In this review, implementation of policies and strategies for specimen labeling developed as a result of improved communication and collaboration between the laboratory, management, and clinical staff remained effective for longer period (up to 3 years) of time. However, for other evaluated practices, i.e., staff education, audit and feedback interventions the follow-up period to report the results varied from 6 months to 1 year,^{12, 13, 21, 22} future research studies need to be conducted over a prolonged period required to examine the sustainability of the effects of these interventions for longer periods of time.

Large discrepancies in errors definitions, terminology, and error categorization strategies used in existing literature made it difficult to compare the studies. For example, the terms ‘laboratory identification error’, ‘specimen identification error’, ‘patient identification error’, ‘identification error’, ‘mislabeled specimen’, ‘unlabeled specimen’ have been interchangeably used for specimen labeling. Furthermore, use of variety of metrics/ measures for result reporting, such as percent change, change in error rate, error counts etc. made it challenging and difficult for synthesizing and summarizing findings from the total evidence. For future research it is warranted to use standardize term(s), definition(s) and error detection methods and measures for result reporting in establishing future quality control studies to allow better analysis and better result interpretation.

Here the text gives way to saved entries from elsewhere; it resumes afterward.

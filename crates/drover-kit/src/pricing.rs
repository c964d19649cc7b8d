//! Token-cost estimation.
//!
//! Providers that report usage but no dollar cost get an estimate from a
//! small prefix-matched pricing table (USD per million tokens). Unknown
//! models estimate to nothing; cost then stays unset on the session.

use crate::types::{GenerationCost, ModelRecord, Usage};

/// (model-id prefix, input $/mtok, output $/mtok)
const PRICING: &[(&str, f64, f64)] = &[
    ("gpt-4o-mini", 0.15, 0.60),
    ("gpt-4o", 2.50, 10.00),
    ("gpt-4.1-mini", 0.40, 1.60),
    ("gpt-4.1", 2.00, 8.00),
    ("o3-mini", 1.10, 4.40),
    ("claude-3-5-haiku", 0.80, 4.00),
    ("claude-3-5-sonnet", 3.00, 15.00),
];

/// Estimate the dollar cost of one generation.
///
/// Per-record rates win over the static table; returns `None` when neither
/// is available.
pub fn estimate_cost(record: &ModelRecord, usage: &Usage) -> Option<GenerationCost> {
    let (input_rate, output_rate) = match (record.input_cost_per_mtok, record.output_cost_per_mtok)
    {
        (Some(input), Some(output)) => (input, output),
        _ => lookup(&record.provider_model_id)?,
    };

    let input_cost = usage.input_tokens as f64 / 1_000_000.0 * input_rate;
    let output_cost = usage.output_tokens as f64 / 1_000_000.0 * output_rate;
    Some(GenerationCost {
        input_cost_usd: Some(input_cost),
        output_cost_usd: Some(output_cost),
        total_cost_usd: Some(input_cost + output_cost),
    })
}

fn lookup(model_id: &str) -> Option<(f64, f64)> {
    PRICING
        .iter()
        .find(|(prefix, _, _)| model_id.starts_with(prefix))
        .map(|(_, input, output)| (*input, *output))
}

#[cfg(test)]
mod tests {
    use super::*;

    fn record(model_id: &str) -> ModelRecord {
        ModelRecord {
            id: format!("openai/{model_id}"),
            provider: "openai".into(),
            provider_model_id: model_id.into(),
            supports_tools: true,
            supports_vision: false,
            input_cost_per_mtok: None,
            output_cost_per_mtok: None,
        }
    }

    #[test]
    fn table_lookup_prefers_longer_prefix() {
        // gpt-4o-mini must not hit the gpt-4o row.
        let usage = Usage {
            input_tokens: 1_000_000,
            output_tokens: 0,
            total_tokens: 1_000_000,
        };
        let cost = estimate_cost(&record("gpt-4o-mini-2024"), &usage).unwrap();
        assert!((cost.input_cost_usd.unwrap() - 0.15).abs() < 1e-9);
    }

    #[test]
    fn record_rates_win_over_table() {
        let mut rec = record("gpt-4o");
        rec.input_cost_per_mtok = Some(1.0);
        rec.output_cost_per_mtok = Some(2.0);
        let usage = Usage {
            input_tokens: 500_000,
            output_tokens: 500_000,
            total_tokens: 1_000_000,
        };
        let cost = estimate_cost(&rec, &usage).unwrap();
        assert!((cost.total_cost_usd.unwrap() - 1.5).abs() < 1e-9);
    }

    #[test]
    fn unknown_model_estimates_to_nothing() {
        let usage = Usage::default();
        assert!(estimate_cost(&record("mystery-model"), &usage).is_none());
    }
}
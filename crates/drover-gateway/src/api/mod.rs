//! HTTP API surface.
//!
//! JSON bodies throughout; failures come back as `{"error": "..."}` with
//! a 4xx/5xx status. Event streams are SSE with history replay before the
//! live subscription.

pub mod auth;
pub mod models;
pub mod runs;
pub mod sessions;
pub mod specs;
pub mod workspace;

use axum::http::StatusCode;
use axum::middleware;
use axum::response::{IntoResponse, Json, Response};
use axum::routing::{get, post};
use axum::Router;
use tower_http::cors::CorsLayer;

use drover_domain::Error;

use crate::state::AppState;

pub fn router(state: AppState) -> Router {
    Router::new()
        .route("/healthz", get(health))
        // Runs
        .route("/v1/runs", get(runs::list_runs).post(runs::create_run))
        .route("/v1/runs/:id", get(runs::get_run))
        .route("/v1/runs/:id/events", get(runs::run_events))
        .route("/v1/runs/:id/approve", post(runs::approve_run))
        .route("/v1/runs/:id/cancel", post(runs::cancel_run))
        .route("/v1/runs/:id/export", get(runs::export_run))
        // Sessions
        .route(
            "/v1/sessions",
            get(sessions::list_sessions).post(sessions::create_session),
        )
        .route("/v1/sessions/:id", get(sessions::get_session))
        .route("/v1/sessions/:id/mode", post(sessions::set_mode))
        .route("/v1/sessions/:id/messages", post(sessions::add_message))
        .route("/v1/sessions/:id/approve", post(sessions::approve))
        .route("/v1/sessions/:id/cancel", post(sessions::cancel))
        .route("/v1/sessions/:id/attachments", post(sessions::upload_attachment))
        .route("/v1/sessions/:id/events", get(sessions::events))
        .route("/v1/sessions/:id/export", get(sessions::export_session))
        .route(
            "/v1/sessions/:id/turns/:turn_id/retry",
            post(sessions::retry_turn),
        )
        // Specs, models, workspace
        .route("/v1/specs/generate", post(specs::generate_spec))
        .route("/v1/models", get(models::list_models))
        .route(
            "/v1/model-policy",
            get(models::get_policy).post(models::set_policy),
        )
        .route("/v1/workspace/tree", get(workspace::tree))
        .route_layer(middleware::from_fn_with_state(
            state.clone(),
            auth::require_bearer_token,
        ))
        .layer(CorsLayer::permissive())
        .layer(tower_http::trace::TraceLayer::new_for_http())
        .with_state(state)
}

async fn health() -> Json<serde_json::Value> {
    Json(serde_json::json!({ "ok": true }))
}

/// `{"error": msg}` with the given status.
pub(crate) fn error_response(status: StatusCode, message: impl Into<String>) -> Response {
    (
        status,
        Json(serde_json::json!({ "error": message.into() })),
    )
        .into_response()
}

/// Map a domain error onto the API contract.
pub(crate) fn domain_error(err: Error) -> Response {
    let status = match &err {
        Error::NotFound(_) => StatusCode::NOT_FOUND,
        Error::Conflict(_) => StatusCode::CONFLICT,
        Error::InvalidInput(_) | Error::Json(_) => StatusCode::BAD_REQUEST,
        _ => StatusCode::INTERNAL_SERVER_ERROR,
    };
    error_response(status, err.to_string())
}
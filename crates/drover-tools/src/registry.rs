//! The tool registry.
//!
//! Tools are looked up by name; parameter schemas are data, so dispatch is
//! polymorphic over `dyn Tool` rather than over types.

use std::collections::BTreeMap;
use std::path::Path;
use std::sync::Arc;
use std::time::Duration;

use drover_domain::cancel::CancelToken;
use drover_domain::tool::{normalize_tool_input, ToolCall, ToolDefinition, ToolResult};
use drover_domain::{Error, Result};

use crate::patch::ApplyPatchTool;
use crate::shell::{DiagramTool, ShellTool, VerifyTool};
use crate::workspace::{GitStatusTool, ReadFileTool, RepoMapTool, RepoTreeTool, SearchTool};

#[async_trait::async_trait]
pub trait Tool: Send + Sync {
    fn definition(&self) -> ToolDefinition;
    async fn invoke(&self, call: &ToolCall, cancel: &CancelToken) -> ToolResult;
}

/// Ordered mapping `name -> tool`.
#[derive(Default)]
pub struct ToolRegistry {
    tools: BTreeMap<String, Arc<dyn Tool>>,
}

impl ToolRegistry {
    pub fn new() -> Self {
        Self::default()
    }

    pub fn add(&mut self, tool: Arc<dyn Tool>) {
        self.tools.insert(tool.definition().name, tool);
    }

    /// All definitions, sorted by name.
    pub fn definitions(&self) -> Vec<ToolDefinition> {
        self.tools.values().map(|t| t.definition()).collect()
    }

    pub fn get(&self, name: &str) -> Option<Arc<dyn Tool>> {
        self.tools.get(name).cloned()
    }

    pub async fn invoke(&self, call: &ToolCall, cancel: &CancelToken) -> ToolResult {
        match self.get(&call.name) {
            Some(tool) => tool.invoke(call, cancel).await,
            None => ToolResult::failure(&call.id, format!("unknown tool: {}", call.name)),
        }
    }
}

/// The canonical workspace-scoped tool set.
pub fn default_tool_registry(workspace: &Path, verify_commands: &[String]) -> ToolRegistry {
    let commands: Vec<String> = if verify_commands.is_empty() {
        vec!["make test".into()]
    } else {
        verify_commands.to_vec()
    };

    let mut registry = ToolRegistry::new();
    registry.add(Arc::new(RepoTreeTool::new(workspace, 500)));
    registry.add(Arc::new(RepoMapTool::new(workspace, 400)));
    registry.add(Arc::new(ReadFileTool::new(workspace, 400)));
    registry.add(Arc::new(SearchTool::new(workspace, 50)));
    registry.add(Arc::new(GitStatusTool::new(workspace)));
    registry.add(Arc::new(ApplyPatchTool::new(workspace)));
    registry.add(Arc::new(ShellTool::new(
        workspace,
        Duration::from_secs(30 * 60),
    )));
    registry.add(Arc::new(DiagramTool::new(workspace)));
    registry.add(Arc::new(VerifyTool::new(
        workspace,
        commands,
        Duration::from_secs(30 * 60),
    )));
    registry
}

/// Parse a tool's input string into typed parameters after normalization.
pub fn parse_params<T: serde::de::DeserializeOwned>(input: &str) -> Result<T> {
    let normalized = normalize_tool_input(input);
    serde_json::from_str(&normalized).map_err(|_| Error::InvalidInput("invalid input".into()))
}

#[cfg(test)]
mod tests {
    use super::*;

    #[tokio::test]
    async fn default_registry_lists_sorted_definitions() {
        let dir = tempfile::tempdir().unwrap();
        let registry = default_tool_registry(dir.path(), &[]);
        let names: Vec<String> = registry.definitions().iter().map(|d| d.name.clone()).collect();

        let mut sorted = names.clone();
        sorted.sort();
        assert_eq!(names, sorted);
        for expected in [
            "apply_patch",
            "diagram",
            "git_status",
            "read_file",
            "repo_map",
            "repo_tree",
            "search",
            "shell",
            "verify",
        ] {
            assert!(names.iter().any(|n| n == expected), "missing {expected}");
        }
    }

    #[tokio::test]
    async fn unknown_tool_is_a_clean_failure() {
        let dir = tempfile::tempdir().unwrap();
        let registry = default_tool_registry(dir.path(), &[]);
        let call = ToolCall {
            id: "call_x".into(),
            name: "teleport".into(),
            input: "{}".into(),
        };
        let result = registry.invoke(&call, &CancelToken::new()).await;
        assert!(!result.ok);
        assert!(result.error.unwrap().contains("unknown tool"));
    }

    #[test]
    fn parse_params_normalizes_first() {
        #[derive(serde::Deserialize)]
        struct P {
            #[serde(default)]
            max_files: Option<u64>,
        }
        let p: P = parse_params("").unwrap();
        assert!(p.max_files.is_none());
        let p: P = parse_params(r#"calling: {"max_files": 3}"#).unwrap();
        assert_eq!(p.max_files, Some(3));
        assert!(parse_params::<P>("true").is_err());
    }
}
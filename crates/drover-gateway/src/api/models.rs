//! Model listing and policy endpoints.

use axum::extract::State;
use axum::response::{IntoResponse, Json, Response};
use serde::Deserialize;

use drover_domain::config::{save_settings, ModelPolicy, Settings};
use drover_kit::Kit;

use crate::state::AppState;

use super::domain_error;

pub async fn list_models(State(state): State<AppState>) -> Response {
    match state.kit.list_models().await {
        Ok(models) => {
            let policy = state.policy.read().clone();
            Json(serde_json::json!({ "models": models, "policy": policy })).into_response()
        }
        Err(err) => domain_error(err),
    }
}

pub async fn get_policy(State(state): State<AppState>) -> impl IntoResponse {
    Json(state.policy.read().clone())
}

#[derive(Deserialize)]
pub struct SetPolicyRequest {
    #[serde(default)]
    pub require_tools: bool,
    #[serde(default)]
    pub require_vision: bool,
    #[serde(default = "default_max_cost")]
    pub max_cost_usd: f64,
    #[serde(default)]
    pub preferred_models: Vec<String>,
}

fn default_max_cost() -> f64 {
    5.0
}

/// Update the live policy and persist it to `settings.json`.
pub async fn set_policy(
    State(state): State<AppState>,
    Json(body): Json<SetPolicyRequest>,
) -> Response {
    let policy = ModelPolicy {
        require_tools: body.require_tools,
        require_vision: body.require_vision,
        max_cost_usd: body.max_cost_usd,
        preferred_models: body.preferred_models,
    };
    *state.policy.write() = policy.clone();

    let settings = Settings {
        model_policy: policy.clone(),
    };
    if let Err(err) = save_settings(&state.settings_path, &settings) {
        tracing::warn!(error = %err, "failed to persist model policy");
    }
    Json(policy).into_response()
}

In the majority of the existing literature, across the healthcare settings combination of interventions were implemented at the same time, e.g., staff training and education, labeling policies and processes to reduce the errors. It was difficult to disentangle what specific component attributed to the intervention effectiveness (e.g., do policy components or education components contribute more to intervention effectiveness; what are the central “active ingredients” in complex interventions). Providing more description information on how different best practices were implemented as an intervention to reduce errors might also help organizations replicate successes. The unpublished data that was retrieved from the laboratories was mostly trend data that did not qualify to be included in the final analyses, e.g., did not provide any comparison data to calculate the effect estimates. In routine, clinical laboratories study patient safety and quality improvement interventions, it is desired to design future quality improvement studies in such a way that the data driven from these studies can be utilized to demonstrate intervention effectiveness.

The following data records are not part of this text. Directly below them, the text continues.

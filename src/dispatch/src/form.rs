//! Raw form input and its conversion into a request

use client::SearchRequest;
use config::SearchDefaults;
use error::{Result, SearchError};
use serde::{Deserialize, Serialize};

pub const EMPTY_QUERY_MESSAGE: &str = "Please enter a search query";

/// The three input fields exactly as typed.
#[derive(Debug, Clone, Default, PartialEq, Serialize, Deserialize)]
pub struct SearchForm {
    pub query: String,
    pub top_k: String,
    pub threshold: String,
}

impl SearchForm {
    pub fn new(
        query: impl Into<String>,
        top_k: impl Into<String>,
        threshold: impl Into<String>,
    ) -> Self {
        Self {
            query: query.into(),
            top_k: top_k.into(),
            threshold: threshold.into(),
        }
    }

    /// Numeric fields keep their leading number and drop the rest (`"3.7"` -> 3,
    /// `"10 results"` -> 10). A field with no leading number takes the
    /// configured default. Bounds are not checked.
    pub fn to_request(&self, defaults: &SearchDefaults) -> Result<SearchRequest> {
        if self.query.is_empty() {
            return Err(SearchError::validation(EMPTY_QUERY_MESSAGE));
        }

        let top_k = parse_leading_int(&self.top_k).unwrap_or_else(|| {
            if !self.top_k.trim().is_empty() {
                tracing::warn!(top_k = %self.top_k, "no number in top_k, using default");
            }
            defaults.default_top_k
        });

        let threshold = parse_leading_float(&self.threshold).unwrap_or_else(|| {
            if !self.threshold.trim().is_empty() {
                tracing::warn!(threshold = %self.threshold, "no number in threshold, using default");
            }
            defaults.default_threshold
        });

        Ok(SearchRequest {
            text: self.query.clone(),
            top_k,
            threshold,
        })
    }
}

fn split_sign(s: &str) -> (bool, &str) {
    match s.as_bytes().first() {
        Some(b'-') => (true, &s[1..]),
        Some(b'+') => (false, &s[1..]),
        _ => (false, s),
    }
}

/// Leading integer of `s`, in decimal or `0x` hex. Saturates at the i64 range.
fn parse_leading_int(s: &str) -> Option<i64> {
    let (negative, rest) = split_sign(s.trim_start());

    let (radix, digits) = match rest.get(..2) {
        Some("0x") | Some("0X") => (16, &rest[2..]),
        _ => (10, rest),
    };

    let mut value: i64 = 0;
    let mut seen = false;
    for c in digits.chars() {
        let Some(d) = c.to_digit(radix) else { break };
        seen = true;
        value = value.saturating_mul(radix as i64).saturating_add(d as i64);
    }

    if !seen {
        return None;
    }
    Some(if negative { value.saturating_neg() } else { value })
}

/// Longest leading decimal literal of `s` (`"0.3abc"` -> 0.3, `"1e-2x"` -> 0.01).
/// Non-finite values are rejected since JSON cannot carry them.
fn parse_leading_float(s: &str) -> Option<f64> {
    let s = s.trim_start();
    let bytes = s.as_bytes();
    let mut end = 0;

    if matches!(bytes.first(), Some(b'-') | Some(b'+')) {
        end += 1;
    }

    let int_start = end;
    while end < bytes.len() && bytes[end].is_ascii_digit() {
        end += 1;
    }
    let mut digits = end - int_start;

    if end < bytes.len() && bytes[end] == b'.' {
        let frac_start = end + 1;
        let mut frac_end = frac_start;
        while frac_end < bytes.len() && bytes[frac_end].is_ascii_digit() {
            frac_end += 1;
        }
        digits += frac_end - frac_start;
        if digits > 0 {
            end = frac_end;
        }
    }

    if digits == 0 {
        return None;
    }

    if end < bytes.len() && matches!(bytes[end], b'e' | b'E') {
        let mut exp_end = end + 1;
        if exp_end < bytes.len() && matches!(bytes[exp_end], b'-' | b'+') {
            exp_end += 1;
        }
        let exp_digits_start = exp_end;
        while exp_end < bytes.len() && bytes[exp_end].is_ascii_digit() {
            exp_end += 1;
        }
        if exp_end > exp_digits_start {
            end = exp_end;
        }
    }

    s[..end].parse::<f64>().ok().filter(|v| v.is_finite())
}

Finally, research showed that the incidence of specimen labeling errors vary according to the type of healthcare setting. For example the risk of these events is higher in the emergency departments due to rapid patient turnover, more interruptions to the medical staff in ED,³² patients arrive unexpectedly who maybe unconscious or with no identification when compared to in patient setting where the patients are admitted for days for their treatment.³³ The findings from this review may not be generalizable across different type of healthcare settings due to limited data availability to investigate whether the recommended practices are equally effective in all types of settings (e.g., ED, pediatrics).

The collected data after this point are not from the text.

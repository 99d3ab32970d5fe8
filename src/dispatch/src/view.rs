//! Output handles: where markup and alerts go

use std::sync::Mutex;

/// The results container.
pub trait ResultsSink: Send + Sync {
    fn set_html(&self, html: &str);
}

/// Blocking user notification, shown instead of sending a request.
pub trait Notifier: Send + Sync {
    fn alert(&self, message: &str);
}

/// Keeps every markup write in memory
#[derive(Debug, Default)]
pub struct MemorySink {
    writes: Mutex<Vec<String>>,
}

impl MemorySink {
    pub fn new() -> Self {
        Self::default()
    }

    /// Current content, empty if never written
    pub fn html(&self) -> String {
        self.writes
            .lock()
            .map(|w| w.last().cloned().unwrap_or_default())
            .unwrap_or_default()
    }

    pub fn writes(&self) -> Vec<String> {
        self.writes.lock().map(|w| w.clone()).unwrap_or_default()
    }
}

impl ResultsSink for MemorySink {
    fn set_html(&self, html: &str) {
        if let Ok(mut w) = self.writes.lock() {
            w.push(html.to_string());
        }
    }
}

#[derive(Debug, Default)]
pub struct MemoryNotifier {
    alerts: Mutex<Vec<String>>,
}

impl MemoryNotifier {
    pub fn new() -> Self {
        Self::default()
    }

    pub fn alerts(&self) -> Vec<String> {
        self.alerts.lock().map(|a| a.clone()).unwrap_or_default()
    }
}

impl Notifier for MemoryNotifier {
    fn alert(&self, message: &str) {
        if let Ok(mut a) = self.alerts.lock() {
            a.push(message.to_string());
        }
    }
}

#[cfg(test)]
mod tests {
    use super::*;

    #[test]
    fn test_memory_sink_keeps_last_write() {
        let sink = MemorySink::new();
        assert_eq!(sink.html(), "");
        sink.set_html("a");
        sink.set_html("b");
        assert_eq!(sink.html(), "b");
        assert_eq!(sink.writes(), vec!["a", "b"]);
    }
}
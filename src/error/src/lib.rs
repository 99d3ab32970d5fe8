//! docsearch Error Types
//!
//! Unified error type shared by the client, dispatcher and CLI.

/// Unified error type for docsearch
#[derive(thiserror::Error, Debug)]
pub enum SearchError {
    /// Rejected form input. The request is never sent.
    #[error("{message}")]
    Validation { message: String },

    #[error("HTTP error! status: {status}")]
    Http { status: u16, body: String },

    #[error("HTTP error! status: 429 (rate limit exceeded)")]
    RateLimited,

    #[error("Request error: {message}")]
    Request { message: String },

    #[error("Parse error: {message}")]
    Parse { message: String },

    #[error("Config error: {message}")]
    Config { message: String },
}

impl SearchError {
    pub fn validation<S: Into<String>>(message: S) -> Self {
        Self::Validation {
            message: message.into(),
        }
    }

    pub fn http<S: Into<String>>(status: u16, body: S) -> Self {
        Self::Http {
            status,
            body: body.into(),
        }
    }

    pub fn request<S: Into<String>>(message: S) -> Self {
        Self::Request {
            message: message.into(),
        }
    }

    pub fn parse<S: Into<String>>(message: S) -> Self {
        Self::Parse {
            message: message.into(),
        }
    }

    pub fn config<S: Into<String>>(message: S) -> Self {
        Self::Config {
            message: message.into(),
        }
    }
}

pub type Result<T> = std::result::Result<T, SearchError>;

#[cfg(test)]
mod tests {
    use super::*;

    #[test]
    fn test_error_constructors() {
        let err = SearchError::validation("test");
        assert!(matches!(err, SearchError::Validation { .. }));

        let err = SearchError::request("test");
        assert!(matches!(err, SearchError::Request { .. }));
    }

    #[test]
    fn test_http_message_mentions_status() {
        let err = SearchError::http(500, "boom");
        assert_eq!(err.to_string(), "HTTP error! status: 500");
        assert!(matches!(err, SearchError::Http { status: 500, .. }));
    }

    #[test]
    fn test_rate_limited_message() {
        assert!(SearchError::RateLimited.to_string().contains("429"));
    }

    #[test]
    fn test_validation_message_is_verbatim() {
        let err = SearchError::validation("Please enter a search query");
        assert_eq!(err.to_string(), "Please enter a search query");
    }
}
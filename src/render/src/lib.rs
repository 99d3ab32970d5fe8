//! Result rendering: HTML fragments for the results area, plain text for terminals

use client::SearchResult;

pub const SEARCHING: &str = "Searching...";
pub const NO_RESULTS: &str = "No results found.";
pub const ERROR_PREFIX: &str = "An error occurred:";

/// How the results area is rendered
#[derive(Debug, Clone, Copy, Default, PartialEq, Eq)]
pub enum Format {
    #[default]
    Html,
    Text,
}

impl Format {
    pub fn results(&self, results: &[SearchResult]) -> String {
        match self {
            Format::Html => render_results(results),
            Format::Text => render_results_text(results),
        }
    }

    pub fn error(&self, message: &str) -> String {
        match self {
            Format::Html => render_error(message),
            Format::Text => format!("{} {}\n", ERROR_PREFIX, message),
        }
    }
}

/// Render results as the markup placed in the results container.
pub fn render_results(results: &[SearchResult]) -> String {
    if results.is_empty() {
        return NO_RESULTS.to_string();
    }

    let mut out = String::new();
    for (i, r) in results.iter().enumerate() {
        out.push_str("<div class=\"result-item\">\n");
        out.push_str(&format!("    <h3>Result {}</h3>\n", i + 1));
        out.push_str(&format!("    <p>{}</p>\n", escape_html(&r.content)));
        out.push_str(&format!("    <p>Score: {}</p>\n", format_score(r.score)));
        out.push_str("</div>\n");
    }
    out
}

/// Render results for a terminal
pub fn render_results_text(results: &[SearchResult]) -> String {
    if results.is_empty() {
        return format!("{}\n", NO_RESULTS);
    }

    let mut out = String::new();
    for (i, r) in results.iter().enumerate() {
        out.push_str(&format!("[{}] score={}\n", i + 1, format_score(r.score)));
        for line in r.content.lines() {
            out.push_str(&format!("    {}\n", line));
        }
        out.push('\n');
    }
    out
}

pub fn render_error(message: &str) -> String {
    format!("{} {}", ERROR_PREFIX, escape_html(message))
}

/// Fixed four decimal places, e.g. `0.5` -> `0.5000`
pub fn format_score(score: f64) -> String {
    format!("{:.4}", score)
}

pub fn escape_html(s: &str) -> String {
    let mut out = String::with_capacity(s.len());
    for c in s.chars() {
        match c {
            '&' => out.push_str("&amp;"),
            '<' => out.push_str("&lt;"),
            '>' => out.push_str("&gt;"),
            '"' => out.push_str("&quot;"),
            '\'' => out.push_str("&#39;"),
            _ => out.push(c),
        }
    }
    out
}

In summary, humans tend to cause errors and multiple corrective measures exist that focus on human factor improvement but the errors related to specimen labeling and patient identification continue to happen. Due to the potential adverse consequences on patient safety associated with mislabeled laboratory specimens, each and every specimen labeling error should be treated very seriously. Based on the findings from this review, multifaceted and multidisciplinary improvement approaches such as improved communication and collaboration between laboratory and healthcare professionals to develop and implement stringent and standardized specimen labeling policies and procedures can increase the patient safety by significantly reducing the incidence of specimen labeling errors at healthcare settings.